-------- Material shown

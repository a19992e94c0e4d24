// In-process stand-in for the browser: tabs, tab capture, microphone and
// speakers. Audio is synthesized (or read from a WAV file) in real time on a
// tokio interval so the rest of the system sees live streams.

use anyhow::{anyhow, bail, Result};
use async_trait::async_trait;
use std::collections::HashMap;
use std::f32::consts::PI;
use std::sync::atomic::{AtomicUsize, Ordering};
use std::sync::{Arc, Mutex, MutexGuard, PoisonError};
use std::time::Duration;
use tokio::sync::mpsc;
use tokio::task::JoinHandle;
use tracing::{debug, info};

use super::{CaptureProvider, TargetContext};
use crate::audio::routing::ROUTE_BUFFER_FRAMES;
use crate::audio::{
    AudioFile, AudioFrame, AudioOutput, AudioStreamSource, DeviceError, MediaDevices, MediaStream,
    MediaTrack, PlaybackSink, StreamFormat,
};
use crate::protocol::{CaptureHandle, ContextId};

const DEFAULT_TAB_TONE_HZ: f32 = 440.0;
const DEFAULT_MIC_TONE_HZ: f32 = 220.0;
const DEFAULT_AMPLITUDE: i16 = 4000;

/// What a simulated tab plays
#[derive(Clone)]
pub enum TabAudio {
    Tone { frequency_hz: f32, amplitude: i16 },
    File(Arc<AudioFile>),
}

impl Default for TabAudio {
    fn default() -> Self {
        Self::Tone {
            frequency_hz: DEFAULT_TAB_TONE_HZ,
            amplitude: DEFAULT_AMPLITUDE,
        }
    }
}

/// Microphone behavior, mirroring the platform error names it produces
#[derive(Debug, Clone, Copy, PartialEq, Eq)]
pub enum MicrophoneState {
    /// Opens and produces a tone of the given amplitude (0 is silence)
    Available { amplitude: i16 },
    /// `NotAllowedError`
    Denied,
    /// `NotFoundError`
    Missing,
    /// `NotReadableError`
    Busy,
}

struct Tab {
    url: String,
    audio: TabAudio,
}

struct BrowserState {
    tabs: HashMap<ContextId, Tab>,
    handles: HashMap<CaptureHandle, ContextId>,
    next_tab: u64,
    next_handle: u64,
    microphone: MicrophoneState,
    tab_capture_error: Option<String>,
    playback_available: bool,
}

/// Simulated browser implementing every capture capability
#[derive(Clone)]
pub struct SimulatedBrowser {
    state: Arc<Mutex<BrowserState>>,
    format: StreamFormat,
    frame_ms: u64,
    live_tracks: Arc<AtomicUsize>,
    playback_frames: Arc<AtomicUsize>,
}

impl SimulatedBrowser {
    pub fn new(format: StreamFormat, frame_ms: u64) -> Self {
        Self {
            state: Arc::new(Mutex::new(BrowserState {
                tabs: HashMap::new(),
                handles: HashMap::new(),
                next_tab: 1,
                next_handle: 1,
                microphone: MicrophoneState::Available {
                    amplitude: DEFAULT_AMPLITUDE,
                },
                tab_capture_error: None,
                playback_available: true,
            })),
            format,
            frame_ms: frame_ms.max(1),
            live_tracks: Arc::new(AtomicUsize::new(0)),
            playback_frames: Arc::new(AtomicUsize::new(0)),
        }
    }

    fn lock(&self) -> MutexGuard<'_, BrowserState> {
        self.state.lock().unwrap_or_else(PoisonError::into_inner)
    }

    pub fn format(&self) -> StreamFormat {
        self.format
    }

    pub fn open_tab(&self, url: impl Into<String>) -> ContextId {
        self.open_tab_with_audio(url, TabAudio::default())
    }

    pub fn open_tab_with_audio(&self, url: impl Into<String>, audio: TabAudio) -> ContextId {
        let url = url.into();
        let mut state = self.lock();
        let id = ContextId::new(format!("tab-{}", state.next_tab));
        state.next_tab += 1;

        info!("Opened tab {} ({})", id, url);
        state.tabs.insert(id.clone(), Tab { url, audio });
        id
    }

    pub fn tab(&self, id: &ContextId) -> Option<TargetContext> {
        self.lock().tabs.get(id).map(|tab| TargetContext {
            id: id.clone(),
            url: tab.url.clone(),
        })
    }

    pub fn navigate(&self, id: &ContextId, url: impl Into<String>) -> Result<()> {
        let mut state = self.lock();
        let tab = state
            .tabs
            .get_mut(id)
            .ok_or_else(|| anyhow!("No tab with id {}", id))?;
        tab.url = url.into();
        debug!("Tab {} navigated to {}", id, tab.url);
        Ok(())
    }

    pub fn close_tab(&self, id: &ContextId) -> Result<()> {
        let mut state = self.lock();
        if state.tabs.remove(id).is_none() {
            bail!("No tab with id {}", id);
        }
        state.handles.retain(|_, ctx| ctx != id);
        debug!("Tab {} closed", id);
        Ok(())
    }

    pub fn set_microphone(&self, microphone: MicrophoneState) {
        self.lock().microphone = microphone;
    }

    /// Make tab capture fail with `AbortError` and this message
    pub fn fail_tab_capture(&self, message: Option<String>) {
        self.lock().tab_capture_error = message;
    }

    pub fn set_playback_available(&self, available: bool) {
        self.lock().playback_available = available;
    }

    /// Tracks opened and not yet stopped
    pub fn live_tracks(&self) -> usize {
        self.live_tracks.load(Ordering::SeqCst)
    }

    /// Frames written to any playback sink so far
    pub fn playback_frames(&self) -> usize {
        self.playback_frames.load(Ordering::SeqCst)
    }

    fn open_stream(&self, source: AudioStreamSource, label: String, audio: TabAudio) -> MediaStream {
        let (tx, rx) = mpsc::channel(ROUTE_BUFFER_FRAMES);
        let frame_ms = self.frame_ms;
        let format = match &audio {
            TabAudio::File(file) => file.format(),
            TabAudio::Tone { .. } => self.format,
        };

        let task = tokio::spawn(async move {
            match audio {
                TabAudio::Tone {
                    frequency_hz,
                    amplitude,
                } => generate_tone(tx, format, frame_ms, source, frequency_hz, amplitude).await,
                TabAudio::File(file) => play_file(tx, &file, frame_ms, source).await,
            }
        });

        self.live_tracks.fetch_add(1, Ordering::SeqCst);
        let track = TaskTrack {
            label,
            task: Some(task),
            live: self.live_tracks.clone(),
        };

        MediaStream::new(source, format, rx, Box::new(track))
    }
}

async fn generate_tone(
    tx: mpsc::Sender<AudioFrame>,
    format: StreamFormat,
    frame_ms: u64,
    source: AudioStreamSource,
    frequency_hz: f32,
    amplitude: i16,
) {
    let per_channel = (format.sample_rate as u64 * frame_ms / 1000) as usize;
    let mut ticker = tokio::time::interval(Duration::from_millis(frame_ms));
    let mut position: u64 = 0;
    let mut timestamp_ms = 0;

    loop {
        ticker.tick().await;

        let mut samples = Vec::with_capacity(per_channel * format.channels as usize);
        for _ in 0..per_channel {
            let t = position as f32 / format.sample_rate as f32;
            let value = (amplitude as f32 * (2.0 * PI * frequency_hz * t).sin()) as i16;
            for _ in 0..format.channels {
                samples.push(value);
            }
            position += 1;
        }

        let frame = AudioFrame {
            samples,
            sample_rate: format.sample_rate,
            channels: format.channels,
            timestamp_ms,
            source,
        };
        if tx.send(frame).await.is_err() {
            break;
        }
        timestamp_ms += frame_ms;
    }
}

async fn play_file(
    tx: mpsc::Sender<AudioFrame>,
    file: &AudioFile,
    frame_ms: u64,
    source: AudioStreamSource,
) {
    let mut ticker = tokio::time::interval(Duration::from_millis(frame_ms));

    for frame in file.frames(frame_ms, source) {
        ticker.tick().await;
        if tx.send(frame).await.is_err() {
            return;
        }
    }

    debug!("Finished playing {}", file.path);
}

/// Track backed by a generator task
struct TaskTrack {
    label: String,
    task: Option<JoinHandle<()>>,
    live: Arc<AtomicUsize>,
}

impl MediaTrack for TaskTrack {
    fn stop(&mut self) {
        if let Some(task) = self.task.take() {
            task.abort();
            self.live.fetch_sub(1, Ordering::SeqCst);
        }
    }

    fn label(&self) -> &str {
        &self.label
    }
}

impl Drop for TaskTrack {
    fn drop(&mut self) {
        self.stop();
    }
}

#[async_trait]
impl CaptureProvider for SimulatedBrowser {
    async fn capture_handle(&self, target: &ContextId) -> Result<CaptureHandle> {
        let mut state = self.lock();
        let tab = state
            .tabs
            .get(target)
            .ok_or_else(|| anyhow!("No tab with id {}", target))?;
        if tab.url.starts_with("chrome://") {
            bail!("Cannot capture a chrome:// page");
        }

        let handle = CaptureHandle(format!("stream-{}-{}", target, state.next_handle));
        state.next_handle += 1;
        state.handles.insert(handle.clone(), target.clone());

        debug!("Issued capture handle {} for {}", handle, target);
        Ok(handle)
    }
}

#[async_trait]
impl MediaDevices for SimulatedBrowser {
    async fn tab_audio(&self, handle: &CaptureHandle) -> Result<MediaStream, DeviceError> {
        let (target, audio) = {
            let mut state = self.lock();
            if let Some(message) = state.tab_capture_error.clone() {
                return Err(DeviceError::new("AbortError", message));
            }

            let target = state.handles.remove(handle).ok_or_else(|| {
                DeviceError::new("InvalidStateError", "Capture handle is no longer valid")
            })?;
            let tab = state
                .tabs
                .get(&target)
                .ok_or_else(|| DeviceError::new("AbortError", "Captured tab was closed"))?;
            (target, tab.audio.clone())
        };

        info!("Tab audio stream opened for {}", target);
        Ok(self.open_stream(AudioStreamSource::Tab, format!("tab:{}", target), audio))
    }

    async fn microphone(&self) -> Result<MediaStream, DeviceError> {
        let microphone = self.lock().microphone;
        match microphone {
            MicrophoneState::Available { amplitude } => {
                info!("Microphone stream opened");
                Ok(self.open_stream(
                    AudioStreamSource::Microphone,
                    "microphone:default".to_string(),
                    TabAudio::Tone {
                        frequency_hz: DEFAULT_MIC_TONE_HZ,
                        amplitude,
                    },
                ))
            }
            MicrophoneState::Denied => Err(DeviceError::new("NotAllowedError", "Permission denied")),
            MicrophoneState::Missing => Err(DeviceError::new(
                "NotFoundError",
                "Requested device not found",
            )),
            MicrophoneState::Busy => Err(DeviceError::new(
                "NotReadableError",
                "Could not start audio source",
            )),
        }
    }
}

/// Playback sink that discards audio and counts frames
struct CountingSink {
    frames: Arc<AtomicUsize>,
}

impl PlaybackSink for CountingSink {
    fn write(&mut self, _frame: &AudioFrame) -> Result<(), DeviceError> {
        self.frames.fetch_add(1, Ordering::SeqCst);
        Ok(())
    }
}

impl AudioOutput for SimulatedBrowser {
    fn open_playback(&self, format: StreamFormat) -> Result<Box<dyn PlaybackSink>, DeviceError> {
        if !self.lock().playback_available {
            return Err(DeviceError::new(
                "NotSupportedError",
                "No audio output device",
            ));
        }

        debug!(
            "Playback opened: {}Hz, {} channels",
            format.sample_rate, format.channels
        );
        Ok(Box::new(CountingSink {
            frames: self.playback_frames.clone(),
        }))
    }
}
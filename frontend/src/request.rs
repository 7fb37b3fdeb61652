use shared::{Coordinate, DirectionStep, RoutePreferences, RouteRequest, RouteResponse};

use crate::directions::DirectionsNavigator;
use crate::error::RequestError;
use crate::map::{MapView, ROUTE_FIT_PADDING_PX};

/// Lifecycle of the latest route request. `Validating` is only
/// observable inside `submit`, which runs to completion; the loop
/// re-enters `Validating` on every new submission, from any state.
#[derive(Debug, Clone, Default, PartialEq)]
pub enum RequestState {
    #[default]
    Idle,
    Validating,
    Loading(u64),
    Success(u64),
    Error { generation: u64, message: String },
}

/// A validated request waiting to be dispatched, tagged with the
/// generation that will identify its response.
#[derive(Debug, Clone, PartialEq)]
pub struct PendingRequest {
    pub generation: u64,
    pub payload: RouteRequest,
}

/// An accepted route. Replaced wholesale by a newer success, never
/// mutated in place.
#[derive(Debug, Clone, PartialEq)]
pub struct RouteResult {
    pub path: Vec<Coordinate>,
    pub steps: Vec<DirectionStep>,
}

/// Validates endpoint readiness, hands out generation-tagged requests
/// and applies responses, discarding any response that a later
/// submission has superseded.
#[derive(Debug, Default)]
pub struct RouteRequestController {
    state: RequestState,
    generation: u64,
    route: Option<RouteResult>,
}

impl RouteRequestController {
    pub fn state(&self) -> &RequestState {
        &self.state
    }

    pub fn route(&self) -> Option<&RouteResult> {
        self.route.as_ref()
    }

    pub fn path(&self) -> &[Coordinate] {
        self.route.as_ref().map_or(&[], |route| &route.path)
    }

    pub fn is_loading(&self) -> bool {
        matches!(self.state, RequestState::Loading(_))
    }

    /// Validates the endpoints and, when both are resolved, allocates
    /// the next generation and returns the request for dispatch. A
    /// missing endpoint short-circuits to `Error` with no network call.
    pub fn submit(
        &mut self,
        origin: Option<Coordinate>,
        destination: Option<Coordinate>,
        prefs: RoutePreferences,
    ) -> Option<PendingRequest> {
        self.state = RequestState::Validating;
        let (Some(origin), Some(destination)) = (origin, destination) else {
            self.state = RequestState::Error {
                generation: self.generation,
                message: RequestError::MissingEndpoint.to_string(),
            };
            return None;
        };
        self.generation += 1;
        self.state = RequestState::Loading(self.generation);
        Some(PendingRequest {
            generation: self.generation,
            payload: RouteRequest::new(origin, destination, prefs),
        })
    }

    /// Applies a response for the given generation. A response that no
    /// longer matches the latest issued generation is discarded and
    /// every piece of state is left untouched; the return value says
    /// whether the response was applied. On success the previous
    /// result is dropped, the steps go to the navigator and the
    /// viewport is fitted to the new path. On failure the previous
    /// result stays.
    pub fn apply_response(
        &mut self,
        generation: u64,
        result: Result<RouteResponse, RequestError>,
        navigator: &mut DirectionsNavigator,
        map: &dyn MapView,
    ) -> bool {
        if generation != self.generation {
            return false;
        }
        match result {
            Err(err) => self.fail(generation, err.to_string()),
            Ok(response) => {
                // The service reports application failures in-band.
                if let Some(message) = response.error {
                    self.fail(generation, message);
                    return true;
                }
                match validate_route(response.route) {
                    Err(err) => self.fail(generation, err.to_string()),
                    Ok(path) => {
                        let steps = response.directions.unwrap_or_default();
                        navigator.set_steps(steps.clone());
                        map.fit_bounds(&path, ROUTE_FIT_PADDING_PX);
                        self.route = Some(RouteResult { path, steps });
                        self.state = RequestState::Success(generation);
                    }
                }
            }
        }
        true
    }

    fn fail(&mut self, generation: u64, message: String) {
        self.state = RequestState::Error {
            generation,
            message,
        };
    }
}

fn validate_route(route: Option<Vec<Coordinate>>) -> Result<Vec<Coordinate>, RequestError> {
    match route {
        Some(path) if !path.is_empty() => Ok(path),
        Some(_) => Err(RequestError::InvalidResponse("empty route".into())),
        None => Err(RequestError::InvalidResponse("missing route".into())),
    }
}
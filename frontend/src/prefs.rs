use shared::RoutePreferences;

pub const MIN_ELEVATION_SENSITIVITY: u8 = 1;
pub const MAX_ELEVATION_SENSITIVITY: u8 = 10;

/// Holds the user's routing preferences. Elevation sensitivity is
/// clamped into `[1, 10]` at the setter; the stored value is always in
/// range. Requests read a snapshot at submit time, so later edits do
/// not touch an in-flight or completed request.
#[derive(Debug, Default)]
pub struct PreferencesStore {
    prefs: RoutePreferences,
}

impl PreferencesStore {
    pub fn set_elevation_sensitivity(&mut self, value: u8) {
        self.prefs.elevation_sensitivity =
            value.clamp(MIN_ELEVATION_SENSITIVITY, MAX_ELEVATION_SENSITIVITY);
    }

    pub fn elevation_sensitivity(&self) -> u8 {
        self.prefs.elevation_sensitivity
    }

    pub fn set_avoid_obstacles(&mut self, value: bool) {
        self.prefs.avoid_obstacles = value;
    }

    pub fn avoid_obstacles(&self) -> bool {
        self.prefs.avoid_obstacles
    }

    pub fn snapshot(&self) -> RoutePreferences {
        self.prefs
    }
}
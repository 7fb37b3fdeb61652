use seed::{prelude::*, virtual_dom::AtValue, *};
use serde::Deserialize;
use shared::{Coordinate, RouteResponse};
use wasm_bindgen::{prelude::wasm_bindgen, JsCast};

pub mod directions;
pub mod endpoints;
pub mod error;
pub mod map;
pub mod prefs;
pub mod request;

use crate::directions::DirectionsNavigator;
use crate::endpoints::{ActiveSlotTracker, EndpointResolver, EndpointRole};
use crate::error::{GeolocationError, RequestError};
use crate::map::{LeafletView, MapStyle, MapView, PLACE_ZOOM};
use crate::prefs::{PreferencesStore, MAX_ELEVATION_SENSITIVITY, MIN_ELEVATION_SENSITIVITY};
use crate::request::{PendingRequest, RequestState, RouteRequestController};

fn api_root() -> String {
    if let Some(url) = option_env!("FRONTEND_API_ROOT") {
        return url.trim_end_matches('/').to_string();
    }
    "http://localhost:8000/api/accessible_route".to_string()
}

pub struct Model {
    resolver: EndpointResolver,
    tracker: ActiveSlotTracker,
    prefs: PreferencesStore,
    controller: RouteRequestController,
    navigator: DirectionsNavigator,
    map: LeafletView,
    geolocation_error: Option<String>,
    step_error: Option<String>,
    show_options: bool,
    show_directions: bool,
}

pub enum Msg {
    InputFocused(EndpointRole),
    PlaceSelected {
        role: EndpointRole,
        geometry: Option<Coordinate>,
        label: String,
    },
    MapClicked {
        lat: f64,
        lon: f64,
    },
    UseMyLocation(EndpointRole),
    LocationResolved {
        role: EndpointRole,
        result: Result<Coordinate, GeolocationError>,
    },
    ClearEndpoint(EndpointRole),
    SwapEndpoints,
    ElevationChanged(String),
    ObstaclesToggled,
    ToggleOptions,
    Submit,
    RouteFetched {
        generation: u64,
        result: Result<RouteResponse, RequestError>,
    },
    FocusStep(usize),
    CloseDirections,
    Noop,
}

#[derive(Deserialize)]
struct MapClickPayload {
    lat: f64,
    lon: f64,
}

#[derive(Deserialize)]
struct PlaceSelectedPayload {
    role: EndpointRole,
    label: String,
    #[serde(default)]
    lat: Option<f64>,
    #[serde(default)]
    lon: Option<f64>,
}

#[derive(Deserialize)]
struct GeolocationPayload {
    role: EndpointRole,
    lat: f64,
    lon: f64,
}

#[derive(Deserialize)]
struct GeolocationFailurePayload {
    role: EndpointRole,
    code: u16,
}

----------------

Return every line of the entries above that the string "HashMap" appears in.

use std::collections::HashMap;
    tabs: HashMap<ContextId, Tab>,
    handles: HashMap<CaptureHandle, ContextId>,
                tabs: HashMap::new(),
                handles: HashMap::new(),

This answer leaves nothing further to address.